Wednesday 31 October 2012

Flipping Out

The next exercise is No. 46, Flipping Out: to write a higher-order function that flips the order of the arguments of an input function.  the lesson today is how to define a function when you do not know how many arguments it will be passed when it is called.

So I am writing a function flip-out that takes a function f as argument and returns a new function...

(def flip-out
  (fn [f]...

 
What does is new function supposed to do when I call it?  If there are no arguments, it returns whatever the starting function would have returned:

     ([] (f))
    
No, it doesn't return the function we started with , which would be:

    ([] f)
   
...it calls said function and returns the result:

     ([] (f))
    
If the new function is called with one argument x then call the function with that argument:

      ([x] (f x))
     
If it is called with two arguments x and y then call the function with these arguments but in the other order as per the spec:

      ([x y] (f y x))
     
And finally if there are more than two argument our parameter list looks like this: the first argument x, the second argument y, and then a sequence of the remaining arguments conventionally labelled more:

    [x y & more]
   
So we rebuild the argument list and reverse it:

 (reverse (cons x (cons y more)))

...and apply our original function to the result.
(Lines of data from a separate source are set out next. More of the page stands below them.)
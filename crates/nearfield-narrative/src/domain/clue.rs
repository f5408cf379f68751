//! Clue emission rules.

use std::collections::BTreeSet;

use nearfield_core::model::{Clue, ClueStatus};
use tracing::{debug, warn};

/// Decides which provider-declared clues are actually minted for a
/// traversal.
///
/// A clue is minted only by a step that ends its scene, at most once per
/// `clue_id`, and always leaves the engine tagged `untracked` and attached
/// to the traversal's story.
#[derive(Debug, Clone, Default, PartialEq, Eq)]
pub struct ClueMint {
    minted: BTreeSet<String>,
}

impl ClueMint {
    /// Creates a mint that has issued nothing yet.
    #[must_use]
    pub fn new() -> Self {
        Self::default()
    }

    /// Admits or drops a candidate clue, returning the clue to emit.
    pub fn admit(
        &mut self,
        story_id: &str,
        candidate: Option<Clue>,
        is_scene_over: bool,
    ) -> Option<Clue> {
        let mut clue = candidate?;
        if !is_scene_over {
            warn!(clue_id = %clue.clue_id, "dropping clue declared on a non-terminal batch");
            return None;
        }
        if !self.minted.insert(clue.clue_id.clone()) {
            debug!(clue_id = %clue.clue_id, "clue already minted for this traversal");
            return None;
        }
        clue.status = ClueStatus::Untracked;
        story_id.clone_into(&mut clue.story_id);
        Some(clue)
    }

    /// Identifiers minted so far, in sorted order.
    pub fn minted_ids(&self) -> impl Iterator<Item = &str> {
        self.minted.iter().map(String::as_str)
    }
}
//! Drives the advance engine through the built-in demo story.

use std::sync::Arc;
use std::time::Duration;

use chrono::{TimeZone, Utc};
use nearfield_content::application::static_provider::StaticSceneProvider;
use nearfield_core::action::{ActionType, NextActionType};
use nearfield_core::error::AdvanceError;
use nearfield_core::model::{AdvanceResult, ClueStatus};
use nearfield_narrative::application::clue_journal::ClueJournal;
use nearfield_narrative::application::engine::AdvanceEngine;
use nearfield_narrative::application::query_handlers::get_entity;
use nearfield_narrative::domain::commands::Advance;
use nearfield_test_support::FixedClock;
use serde_json::json;
use uuid::Uuid;

const STORY: &str = "demo-story";

fn demo_engine() -> (AdvanceEngine, Arc<ClueJournal>) {
    let journal = Arc::new(ClueJournal::new());
    let engine = AdvanceEngine::new(
        Arc::new(StaticSceneProvider::demo().unwrap()),
        journal.clone(),
        Arc::new(FixedClock(
            Utc.with_ymd_and_hms(2026, 1, 15, 10, 0, 0).unwrap(),
        )),
        Duration::from_secs(1),
    );
    (engine, journal)
}

async fn send(
    engine: &AdvanceEngine,
    session_id: Uuid,
    scene_id: &str,
    action: ActionType,
    turn_input: Option<&str>,
) -> Result<AdvanceResult, AdvanceError> {
    engine
        .advance(&Advance {
            correlation_id: Uuid::new_v4(),
            session_id,
            story_id: STORY.to_owned(),
            scene_id: scene_id.to_owned(),
            action,
            turn_input: turn_input.map(str::to_owned),
        })
        .await
}

fn current_turn(result: &AdvanceResult) -> u32 {
    result
        .scene_status
        .interaction_policy
        .as_ref()
        .map_or(0, |p| p.current_turn)
}

/// Plays scene-a to its end and returns the results of the three turns.
async fn play_scene_a(engine: &AdvanceEngine, session_id: Uuid) -> Vec<AdvanceResult> {
    send(engine, session_id, "scene-a", ActionType::LoadScene, None)
        .await
        .unwrap();
    let mut turns = vec![
        send(engine, session_id, "scene-a", ActionType::Interact, None)
            .await
            .unwrap(),
    ];
    for text in ["Who sent you?", "Show me your badge."] {
        turns.push(
            send(engine, session_id, "scene-a", ActionType::Interact, Some(text))
                .await
                .unwrap(),
        );
    }
    turns
}

#[tokio::test]
async fn test_load_scene_a_plays_opening_narrative_without_policy() {
    // Arrange
    let (engine, _) = demo_engine();

    // Act
    let result = send(&engine, Uuid::new_v4(), "scene-a", ActionType::LoadScene, None)
        .await
        .unwrap();

    // Assert
    let ids: Vec<_> = result.new_events.iter().map(|u| u.unit_id.as_str()).collect();
    assert_eq!(ids, vec!["U001", "U002"]);
    assert_eq!(result.next_action_type, NextActionType::PlayingNarrative);
    assert!(result.scene_status.interaction_policy.is_none());
    assert!(!result.scene_status.is_scene_over);
}

#[tokio::test]
async fn test_scene_a_converges_on_third_turn_and_mints_courier_clue() {
    // Arrange
    let (engine, journal) = demo_engine();
    let session_id = Uuid::new_v4();

    // Act
    let turns = play_scene_a(&engine, session_id).await;

    // Assert
    let counted: Vec<_> = turns.iter().map(current_turn).collect();
    assert_eq!(counted, vec![1, 2, 3]);
    for result in &turns {
        let policy = result.scene_status.interaction_policy.as_ref().unwrap();
        assert_eq!(policy.max_turns, 3);
    }

    let last = &turns[2];
    assert!(last.scene_status.is_scene_over);
    assert!(!last.scene_status.is_story_over);
    assert_eq!(last.scene_status.next_scene_id.as_deref(), Some("scene-b"));
    assert_eq!(last.next_action_type, NextActionType::SceneEnded);

    let clue = last.scene_status.new_clue.as_ref().unwrap();
    assert_eq!(clue.clue_id, "CLUE_002_COURIER_ID");
    assert_eq!(clue.status, ClueStatus::Untracked);
    assert_eq!(clue.story_id, STORY);
    assert_eq!(journal.clues_for(session_id, STORY), vec![clue.clone()]);

    let courier = get_entity(&engine, session_id, STORY, "npc_courier")
        .await
        .unwrap();
    assert_eq!(courier.attributes["composure"], json!(20));
    assert_eq!(courier.attributes["status"], json!("rattled"));
}

#[tokio::test]
async fn test_scene_b_pass_ends_story_with_missed_opportunity_clue() {
    // Arrange
    let (engine, journal) = demo_engine();
    let session_id = Uuid::new_v4();
    play_scene_a(&engine, session_id).await;
    let entered = send(&engine, session_id, "scene-b", ActionType::LoadScene, None)
        .await
        .unwrap();

    // Act
    let passed = send(&engine, session_id, "scene-b", ActionType::Pass, None)
        .await
        .unwrap();

    // Assert
    assert_eq!(entered.next_action_type, NextActionType::AwaitingIntervention);
    let policy = entered.scene_status.interaction_policy.unwrap();
    assert_eq!((policy.current_turn, policy.max_turns), (0, 5));

    assert!(passed.scene_status.is_scene_over);
    assert!(passed.scene_status.is_story_over);
    assert!(passed.scene_status.next_scene_id.is_none());
    assert!(passed.scene_status.interaction_policy.is_none());
    assert_eq!(passed.next_action_type, NextActionType::SceneEnded);

    let clue = passed.scene_status.new_clue.unwrap();
    assert_eq!(clue.clue_id, "CLUE_003_MISSED_OPPORTUNITY");
    let journaled: Vec<_> = journal
        .clues_for(session_id, STORY)
        .into_iter()
        .map(|c| c.clue_id)
        .collect();
    assert_eq!(
        journaled,
        vec!["CLUE_002_COURIER_ID", "CLUE_003_MISSED_OPPORTUNITY"]
    );

    let after = send(&engine, session_id, "scene-b", ActionType::LoadScene, None).await;
    assert!(matches!(after, Err(AdvanceError::StoryOver(story)) if story == STORY));
}

#[tokio::test]
async fn test_scene_b_turn_without_content_falls_back_to_terminal_default() {
    // Arrange
    let (engine, _) = demo_engine();
    let session_id = Uuid::new_v4();
    play_scene_a(&engine, session_id).await;
    send(&engine, session_id, "scene-b", ActionType::LoadScene, None)
        .await
        .unwrap();

    // Act
    let mut results = Vec::new();
    for turn in 1..=5 {
        let text = format!("turn {turn}");
        results.push(
            send(&engine, session_id, "scene-b", ActionType::Interact, Some(&text))
                .await
                .unwrap(),
        );
    }

    // Assert
    let counted: Vec<_> = results.iter().map(current_turn).collect();
    assert_eq!(counted, vec![1, 2, 3, 4, 5]);
    assert!(results[..4].iter().all(|r| !r.scene_status.is_scene_over));

    let last = &results[4];
    assert_eq!(last.new_events[0].unit_id, "B090");
    assert!(last.scene_status.is_scene_over);
    assert!(last.scene_status.is_story_over);
    assert_eq!(last.next_action_type, NextActionType::SceneEnded);
}

#[tokio::test]
async fn test_pass_is_rejected_outside_intervention() {
    // Arrange
    let (engine, _) = demo_engine();
    let session_id = Uuid::new_v4();
    send(&engine, session_id, "scene-a", ActionType::LoadScene, None)
        .await
        .unwrap();

    // Act
    let result = send(&engine, session_id, "scene-a", ActionType::Pass, None).await;

    // Assert
    assert!(matches!(
        result,
        Err(AdvanceError::InvalidTransition {
            action: ActionType::Pass,
            ..
        })
    ));
}

#[tokio::test]
async fn test_unknown_scene_is_not_found() {
    let (engine, _) = demo_engine();

    let result = send(&engine, Uuid::new_v4(), "scene-z", ActionType::LoadScene, None).await;

    assert!(matches!(result, Err(AdvanceError::SceneNotFound { .. })));
}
There is a higher-order function that does this, coincidentally called apply.  For example:

user=> (+ 1 2 3 4)
10
user=> (apply + '(1 2 3 4)) ; same thing
10


So we use apply thus:

    (apply f (reverse (cons x (cons y more))))
   
So the whole function looks like this:

(def flip-out
  (fn [f]
    (fn
        ([] (f))
        ([x] (f x))
        ([x y] (f y x))
        ([x y & more] (apply f (reverse (cons x (cons y more))))))))


This defines the result as a function for testing.  To stick this into the 4Clojure page we need just the bit inside the definition.